Propuso tratar en serio el tema de los derechos humanos indicando que en Ecuador no hay tortura y que su país ha suscrito todos los tratados interamericanos de derechos humanos mientras que algunos países ni siquiera han ratificado lo básico. Para ser coherentes dijo, en el sistema interamericano de derechos humanos deben participar solo los países que han suscrito la Convención de San José sobre derechos humanos y Estados Unidos no lo ha hecho.

Raúl Castro, presidente de Cuba, reclamó su derecho a mucho más tiempo que los demás debido a que su país fue excluido tantas otras veces. Le fue concedido y conforme a la tradición cubana hizo un discurso extenso en el que repasó la historia de la relación entre Estados Unidos y Latinoamérica. Desde la expansión territorial hasta el rio Bravo hasta un recuento de los atentados terroristas patrocinados por los Estados Unidos que mataron y dejaron lisiados a miles de cubanos. No obstante, se disculpó con Obama porque de todo ello el actual presidente norteamericano no tenía la culpa en lo personal. Obama lo escuchó mientras mascaba chicle.

A Obama le deben haber calado las andanadas que recibió en Panamá. Así parece indicarlo cuando dijo con ironía que disfrutaba las lecciones de historia que recibía y que admite que la aplicación práctica de los derechos humanos por parte de los Estados Unidos no ha sido siempre consistente. Indicó que en algunos momentos oscuros de la historia su país no cumplió con sus propios principios e ideales.

El hecho es que la VII Cumbre de las Américas se distinguió por un dialogo de nuevo tipo, de inusitada franqueza, entre los Estados Unidos y Latinoamérica. Lo cual fue posibilitado por la visión independiente y la solidaridad entre presidentes de América del Sur. Fue de hecho un dialogo entre el sur y el norte.

Habrá que esperar para saber si esto se traduce en acciones tangibles norteamericanas como, por ejemplo, eliminar la orden ejecutiva que declara a Venezuela como amenaza, acabar con el bloqueo a Cuba o suscribir la convención interamericana de derechos humanos.

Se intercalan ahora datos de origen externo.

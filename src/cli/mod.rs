//! CLI command implementations

mod context;
mod deadline;
mod serve;
mod style;
mod sweep;

pub use deadline::run_deadline;
pub use serve::{ServeOptions, run_serve};
pub use sweep::run_sweep;
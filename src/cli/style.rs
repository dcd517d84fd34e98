//! Terminal styling helpers

use owo_colors::OwoColorize;
use std::fmt::Display;

/// Semantic styles for CLI output
pub trait Stylize {
    /// Bold, for names and values the user acts on
    fn emphasis(&self) -> String;

    /// Dimmed, for secondary detail
    fn muted(&self) -> String;

    /// Cyan, for timestamps and durations
    fn accent(&self) -> String;

    /// Yellow, for things that need attention
    fn warning(&self) -> String;
}

impl<T: Display> Stylize for T {
    fn emphasis(&self) -> String {
        self.bold().to_string()
    }

    fn muted(&self) -> String {
        self.dimmed().to_string()
    }

    fn accent(&self) -> String {
        self.cyan().to_string()
    }

    fn warning(&self) -> String {
        self.yellow().to_string()
    }
}

/// Green check mark
pub fn check() -> String {
    "✓".green().to_string()
}

/// Dimmed arrow
pub fn arrow() -> String {
    "→".dimmed().to_string()
}
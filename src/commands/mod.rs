//! Prompt command implementations
//!
//! This module contains the commands, organized into two categories following
//! Git's architecture:
//!
//! - `plumbing`: single `git` queries, each returning its raw result
//! - `porcelain`: the prompt itself, composed from the plumbing queries
//!
//! Plumbing commands provide building blocks, while the porcelain command
//! decides which failures are fatal and which merely skip a prompt section.

pub mod plumbing;
pub mod porcelain;
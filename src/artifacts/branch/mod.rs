pub mod branch_identity;

/// Name `rev-parse --abbrev-ref` reports when HEAD is not on a branch.
pub const DETACHED_HEAD: &str = "HEAD";
use crate::artifacts::branch::branch_identity::BranchIdentity;
use crate::artifacts::core::BoundedBuffer;
use crate::artifacts::divergence::Divergence;
use crate::artifacts::prompt::style::{self, Badge};
use crate::artifacts::status::change_counts::ChangeCounts;

pub const PROMPT_CAPACITY: usize = 1024;

/// The rendered prompt, written section by section in display order:
/// branch, divergence, separator, changes.
#[derive(Debug, Clone, PartialEq, Eq)]
pub struct PromptFragment {
    buffer: BoundedBuffer,
}

impl Default for PromptFragment {
    fn default() -> Self {
        Self::with_capacity(PROMPT_CAPACITY)
    }
}

impl PromptFragment {
    pub fn with_capacity(capacity: usize) -> Self {
        PromptFragment {
            buffer: BoundedBuffer::with_capacity(capacity),
        }
    }

    pub fn push_branch(&mut self, identity: &BranchIdentity) -> anyhow::Result<()> {
        self.buffer.push_all(&[
            style::SEPARATOR.as_bytes(),
            style::BRANCH_START.as_bytes(),
            identity.as_bytes(),
            style::COLOR_END.as_bytes(),
        ])
    }

    /// Ahead always goes before behind.
    pub fn push_divergence(&mut self, divergence: &Divergence) -> anyhow::Result<()> {
        if let Some(ahead) = &divergence.ahead {
            self.buffer
                .push_all(&[style::AHEAD.as_bytes(), ahead.as_bytes()])?;
        }
        if let Some(behind) = &divergence.behind {
            self.buffer
                .push_all(&[style::BEHIND.as_bytes(), behind.as_bytes()])?;
        }

        Ok(())
    }

    pub fn push_separator(&mut self) -> anyhow::Result<()> {
        self.buffer.push(style::SEPARATOR.as_bytes())
    }

    pub fn push_changes(&mut self, counts: &ChangeCounts) -> anyhow::Result<()> {
        if counts.is_clean() {
            return self.push_badge(&style::CLEAN, "");
        }

        for (badge, count) in [
            (&style::INDEXED, counts.indexed),
            (&style::MODIFIED, counts.modified),
            (&style::DELETED, counts.deleted),
            (&style::UNMERGED, counts.unmerged),
        ] {
            if count > 0 {
                self.push_badge(badge, &count.to_string())?;
            }
        }

        // only presence matters for untracked files
        if counts.untracked > 0 {
            self.push_badge(&style::UNTRACKED, "")?;
        }

        Ok(())
    }

    fn push_badge(&mut self, badge: &Badge, suffix: &str) -> anyhow::Result<()> {
        self.buffer.push_all(&[
            badge.start.as_bytes(),
            badge.glyph.as_bytes(),
            suffix.as_bytes(),
            badge.end.as_bytes(),
        ])
    }

    /// The prompt line without its terminator, exactly as written to stdout.
    pub fn as_bytes(&self) -> &[u8] {
        self.buffer.as_bytes()
    }
}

Peña Nieto se limitó a menos de seis minutos para tratar de quedar bien con tirios y troyanos. Aunque muy alejado de las posiciones latinoamericanas recordó a Simón Bolívar, y presumió las reformas estructurales como mecanismos para reducir la desigualdad e impulsar el desarrollo. Veremos dijo el ciego.

Es lamentable que EPN no les haya recordado a todos que México fue el único país de América Latina que nunca rompió relaciones con Cuba. Había material para poner muy en alto la posición de México dentro del dialogo que se desarrollaba en su presencia. Solo que para eso se necesita saber historia.